Un homme, apparemment oublié, se trouve à proximité du palais royal, pas bien loin de la salle où se déroule le festin inique : c’est Daniel, le captif de Juda, autrefois ministre d’État, mais surtout témoin de Dieu.
Il est présent à l’heure fatidique où sonne le glas. Il fait partie de cette immense « nuée de témoins », de confesseurs et de martyrs qui jalonnent l’histoire du peuple de Dieu depuis les origines du monde. Ils ont marché sur le chemin de l’obéissance sans éclat ni triomphalisme, dès le début de l’histoire et jusqu’à nos jours. Il sait de toute évidence qu’il ne peut escompter sur un succès facile. Mais, quoiqu’il arrive, il est prêt à rendre témoignage au Maître qu’il sert et à annoncer sa Parole, la seule qui compte.
L’Église fidèle, souvent pauvre, certainement sans pouvoir, a pris le relais de Daniel. Cette Église si mal à l’aise dans sa condition d’oubliée, souvent d’exilée, parfois de persécutée… Pourtant, qu’elle ne se lasse pas d’attendre, qu’elle ne se décourage pas de son apparente inefficacité. Lorsque l’heure viendra, elle saura prononcer une Parole vraie. Tout au long du chemin qu’elle parcourt, il y aura des Belschatsar. Il y aura des sociétés de buveurs et de débauchés; elle vivra au milieu de civilisations constamment agitées par la recherche frénétique du plaisir, lorsqu’elles ne sont carrément enfoncées dans la débauche la plus répugnante. Elle devra témoigner au milieu de gens sursaturés qui n’ont besoin de rien, dans un monde marqué par le retour perpétuel de Dionysos, dieu de l’ivresse et de la débauche. L’Église sait que les jours de cet homme et de cette société sont comptés. La nuit va descendre sur les Belschatsar qui oublient Dieu ou pis, qui le méprisent. Ceux-ci seront jetés dans les ténèbres extérieures, là où il y aura « des pleurs et des grincements de dents ». Mais L’Église est invitée à un autre festin : celui que Dieu a préparé pour elle.
« Cette même nuit, Belschatsar, roi des Chaldéens, fut tué » (Dn 5.30).
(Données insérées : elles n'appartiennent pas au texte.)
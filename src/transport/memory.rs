//! In-process transport used by tests and simulations.
//!
//! Outbound frames and data messages are recorded; inbound audio and room
//! events are injected through the same handle.

use crate::audio::AudioFrame;
use crate::error::{LiveTransError, Result};
use crate::transport::{EVENT_BUFFER, OutboundTrack, Transport, TransportEvent};
use async_trait::async_trait;
use std::collections::{HashMap, HashSet};
use std::sync::{Arc, Mutex, MutexGuard};
use std::time::Duration;
use tokio::sync::mpsc;

/// Behaviour knobs for [`MemoryTransport`].
#[derive(Debug, Clone, Default)]
pub struct MemoryTransportConfig {
    /// Delay applied to every outbound frame write.
    pub frame_delay: Option<Duration>,
    /// Make `connect` fail.
    pub fail_connect: bool,
    /// Tracks whose frame writes fail.
    pub failing_tracks: HashSet<String>,
}

#[derive(Default)]
struct State {
    events_tx: Option<mpsc::Sender<TransportEvent>>,
    events_rx: Option<mpsc::Receiver<TransportEvent>>,
    messages: Vec<Vec<u8>>,
    tracks: HashMap<String, Vec<AudioFrame>>,
    /// Every outbound write as (track, frame index), in write order.
    writes: Vec<(String, usize)>,
    published: Vec<String>,
    unpublished: Vec<String>,
    connected: bool,
    disconnected: bool,
}

/// Cloneable handle; every clone shares the same room.
#[derive(Clone)]
pub struct MemoryTransport {
    state: Arc<Mutex<State>>,
    config: Arc<MemoryTransportConfig>,
}

impl Default for MemoryTransport {
    fn default() -> Self {
        Self::new()
    }
}

impl MemoryTransport {
    pub fn new() -> Self {
        Self::with_config(MemoryTransportConfig::default())
    }

    pub fn with_config(config: MemoryTransportConfig) -> Self {
        let (tx, rx) = mpsc::channel(EVENT_BUFFER);
        let state = State {
            events_tx: Some(tx),
            events_rx: Some(rx),
            ..State::default()
        };
        Self {
            state: Arc::new(Mutex::new(state)),
            config: Arc::new(config),
        }
    }

    fn lock(&self) -> MutexGuard<'_, State> {
        self.state.lock().unwrap_or_else(|e| e.into_inner())
    }

    async fn send_event(&self, event: TransportEvent) -> Result<()> {
        let tx = self
            .lock()
            .events_tx
            .clone()
            .ok_or(LiveTransError::TransportClosed)?;
        tx.send(event)
            .await
            .map_err(|_| LiveTransError::TransportClosed)
    }

    /// Simulates a remote participant publishing an audio track. Returns the
    /// sender used to feed that track's frames.
    pub async fn add_audio_track(
        &self,
        track_id: &str,
        participant: &str,
        buffer: usize,
    ) -> Result<mpsc::Sender<AudioFrame>> {
        let (tx, rx) = mpsc::channel(buffer.max(1));
        self.send_event(TransportEvent::ParticipantConnected {
            identity: participant.to_string(),
        })
        .await?;
        self.send_event(TransportEvent::AudioTrackSubscribed {
            track_id: track_id.to_string(),
            participant: participant.to_string(),
            frames: rx,
        })
        .await?;
        Ok(tx)
    }

    pub async fn remove_track(&self, track_id: &str) -> Result<()> {
        self.send_event(TransportEvent::TrackUnsubscribed {
            track_id: track_id.to_string(),
        })
        .await
    }

    pub async fn remove_participant(&self, identity: &str) -> Result<()> {
        self.send_event(TransportEvent::ParticipantDisconnected {
            identity: identity.to_string(),
        })
        .await
    }

    /// Simulates the room dropping the connection.
    pub async fn drop_connection(&self, reason: &str) -> Result<()> {
        self.send_event(TransportEvent::Disconnected {
            reason: reason.to_string(),
        })
        .await
    }

    /// Published data messages, decoded as JSON. Undecodable payloads are skipped.
    pub fn messages(&self) -> Vec<serde_json::Value> {
        self.lock()
            .messages
            .iter()
            .filter_map(|m| serde_json::from_slice(m).ok())
            .collect()
    }

    /// Published messages whose `type` equals `kind`.
    pub fn messages_of_type(&self, kind: &str) -> Vec<serde_json::Value> {
        self.messages()
            .into_iter()
            .filter(|m| m["type"] == kind)
            .collect()
    }

    /// Frames written to `track`, in write order.
    pub fn track_frames(&self, track: &str) -> Vec<AudioFrame> {
        self.lock().tracks.get(track).cloned().unwrap_or_default()
    }

    /// Total frames written across all tracks.
    pub fn frames_written(&self) -> usize {
        self.lock().writes.len()
    }

    pub fn write_log(&self) -> Vec<(String, usize)> {
        self.lock().writes.clone()
    }

    pub fn published_tracks(&self) -> Vec<String> {
        self.lock().published.clone()
    }

    pub fn unpublished_tracks(&self) -> Vec<String> {
        self.lock().unpublished.clone()
    }

    pub fn is_connected(&self) -> bool {
        let state = self.lock();
        state.connected && !state.disconnected
    }

    pub fn is_disconnected(&self) -> bool {
        self.lock().disconnected
    }
}

#[async_trait]
impl Transport for MemoryTransport {
    async fn connect(&self) -> Result<mpsc::Receiver<TransportEvent>> {
        if self.config.fail_connect {
            return Err(LiveTransError::TransportConnect {
                message: "memory transport configured to fail".to_string(),
            });
        }
        let mut state = self.lock();
        let rx = state
            .events_rx
            .take()
            .ok_or_else(|| LiveTransError::TransportConnect {
                message: "already connected".to_string(),
            })?;
        state.connected = true;
        Ok(rx)
    }

    async fn publish_track(
        &self,
        name: &str,
        _sample_rate: u32,
        channels: u16,
    ) -> Result<Box<dyn OutboundTrack>> {
        let mut state = self.lock();
        if !state.connected || state.disconnected {
            return Err(LiveTransError::TrackPublish {
                track: name.to_string(),
                message: "not connected".to_string(),
            });
        }
        state.published.push(name.to_string());
        state.tracks.entry(name.to_string()).or_default();
        Ok(Box::new(MemoryTrack {
            name: name.to_string(),
            state: self.state.clone(),
            channels,
            frame_delay: self.config.frame_delay,
            failing: self.config.failing_tracks.contains(name),
            unpublished: false,
        }))
    }

    async fn publish_data(&self, payload: Vec<u8>) -> Result<()> {
        let mut state = self.lock();
        if state.disconnected {
            return Err(LiveTransError::TransportClosed);
        }
        state.messages.push(payload);
        Ok(())
    }

    async fn disconnect(&self) -> Result<()> {
        let mut state = self.lock();
        state.disconnected = true;
        state.events_tx = None;
        Ok(())
    }
}

struct MemoryTrack {
    name: String,
    state: Arc<Mutex<State>>,
    channels: u16,
    frame_delay: Option<Duration>,
    failing: bool,
    unpublished: bool,
}

#[async_trait]
impl OutboundTrack for MemoryTrack {
    fn name(&self) -> &str {
        &self.name
    }

    async fn capture_frame(&mut self, frame: &AudioFrame) -> Result<()> {
        if self.unpublished || self.failing {
            return Err(LiveTransError::TrackWrite {
                track: self.name.clone(),
                message: if self.unpublished {
                    "track unpublished".to_string()
                } else {
                    "simulated write failure".to_string()
                },
            });
        }
        if frame.channels != self.channels {
            return Err(LiveTransError::TrackWrite {
                track: self.name.clone(),
                message: format!(
                    "frame has {} channels, track was published with {}",
                    frame.channels, self.channels
                ),
            });
        }
        if let Some(delay) = self.frame_delay {
            tokio::time::sleep(delay).await;
        }
        let mut state = self.state.lock().unwrap_or_else(|e| e.into_inner());
        let frames = state.tracks.entry(self.name.clone()).or_default();
        frames.push(frame.clone());
        let index = frames.len() - 1;
        state.writes.push((self.name.clone(), index));
        Ok(())
    }

    async fn unpublish(&mut self) -> Result<()> {
        if !self.unpublished {
            self.unpublished = true;
            let mut state = self.state.lock().unwrap_or_else(|e| e.into_inner());
            state.unpublished.push(self.name.clone());
        }
        Ok(())
    }
}

#[cfg(test)]
mod tests {
    use super::*;

    #[tokio::test]
    async fn test_connect_once() {
        let transport = MemoryTransport::new();
        assert!(transport.connect().await.is_ok());
        assert!(transport.connect().await.is_err());
        assert!(transport.is_connected());
    }

    #[tokio::test]
    async fn test_injected_events_arrive_in_order() {
        let transport = MemoryTransport::new();
        let mut events = transport.connect().await.unwrap();

        let frames = transport.add_audio_track("mic", "speaker", 4).await.unwrap();
        frames
            .send(AudioFrame::mono(48000, vec![0.1; 480]))
            .await
            .unwrap();
        transport.remove_track("mic").await.unwrap();

        assert!(matches!(
            events.recv().await,
            Some(TransportEvent::ParticipantConnected { .. })
        ));
        match events.recv().await {
            Some(TransportEvent::AudioTrackSubscribed {
                track_id,
                mut frames,
                ..
            }) => {
                assert_eq!(track_id, "mic");
                assert_eq!(frames.recv().await.unwrap().samples_per_channel, 480);
            }
            other => panic!("expected AudioTrackSubscribed, got {:?}", other),
        }
        assert!(matches!(
            events.recv().await,
            Some(TransportEvent::TrackUnsubscribed { .. })
        ));
    }

    #[tokio::test]
    async fn test_tracks_and_messages_are_recorded() {
        let transport = MemoryTransport::new();
        let _events = transport.connect().await.unwrap();

        let mut track = transport
            .publish_track("translation-audio-es-ES", 48000, 1)
            .await
            .unwrap();
        track
            .capture_frame(&AudioFrame::mono(48000, vec![0.0; 480]))
            .await
            .unwrap();
        transport
            .publish_data(br#"{"type":"caption","text":"hi"}"#.to_vec())
            .await
            .unwrap();
        track.unpublish().await.unwrap();

        assert_eq!(transport.track_frames("translation-audio-es-ES").len(), 1);
        assert_eq!(transport.messages_of_type("caption").len(), 1);
        assert_eq!(transport.unpublished_tracks(), vec!["translation-audio-es-ES"]);
        assert!(
            track
                .capture_frame(&AudioFrame::mono(48000, vec![0.0; 480]))
                .await
                .is_err()
        );
    }

    #[tokio::test]
    async fn test_frame_channels_must_match_track() {
        let transport = MemoryTransport::new();
        let _events = transport.connect().await.unwrap();
        let mut track = transport.publish_track("stereo", 48000, 2).await.unwrap();

        assert!(
            track
                .capture_frame(&AudioFrame::mono(48000, vec![0.0; 480]))
                .await
                .is_err()
        );
        track
            .capture_frame(&AudioFrame::new(48000, 2, vec![0.0; 960]))
            .await
            .unwrap();
        assert_eq!(transport.track_frames("stereo").len(), 1);
    }

    #[tokio::test]
    async fn test_failing_track_and_closed_data() {
        let transport = MemoryTransport::with_config(MemoryTransportConfig {
            failing_tracks: ["bad".to_string()].into_iter().collect(),
            ..Default::default()
        });
        let _events = transport.connect().await.unwrap();
        let mut track = transport.publish_track("bad", 48000, 1).await.unwrap();
        assert!(
            track
                .capture_frame(&AudioFrame::mono(48000, vec![0.0; 4]))
                .await
                .is_err()
        );

        transport.disconnect().await.unwrap();
        assert!(transport.publish_data(b"{}".to_vec()).await.is_err());
        assert!(transport.is_disconnected());
    }

    #[tokio::test]
    async fn test_fail_connect() {
        let transport = MemoryTransport::with_config(MemoryTransportConfig {
            fail_connect: true,
            ..Default::default()
        });
        assert!(matches!(
            transport.connect().await,
            Err(LiveTransError::TransportConnect { .. })
        ));
    }
}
Dieu a jugé le roi impie selon ses propres conceptions : compté, pesé, divisé. La religion babylonienne, comme celle de l’ancienne Égypte, de la Grèce classique ou de la Rome impériale, avait la balance comme symbole de la justice. À présent, Dieu aussi pèse et compte les œuvres futiles de l’homme rebelle. Et il le trouve léger comme une paille, comme une passion inutile. Le chrétien véritable et l’Église fidèle de Jésus-Christ savent que la balance ne compte plus pour eux. Ils vivent en Christ. Ils vivent par la grâce. La croix du Fils de Dieu les a arrachés à leurs œuvres et à leur vaine manière de vivre. Ils ont la consolation et l’assurance : « Celui qui croit au Fils de Dieu a la vie éternelle » (Jn 3.36).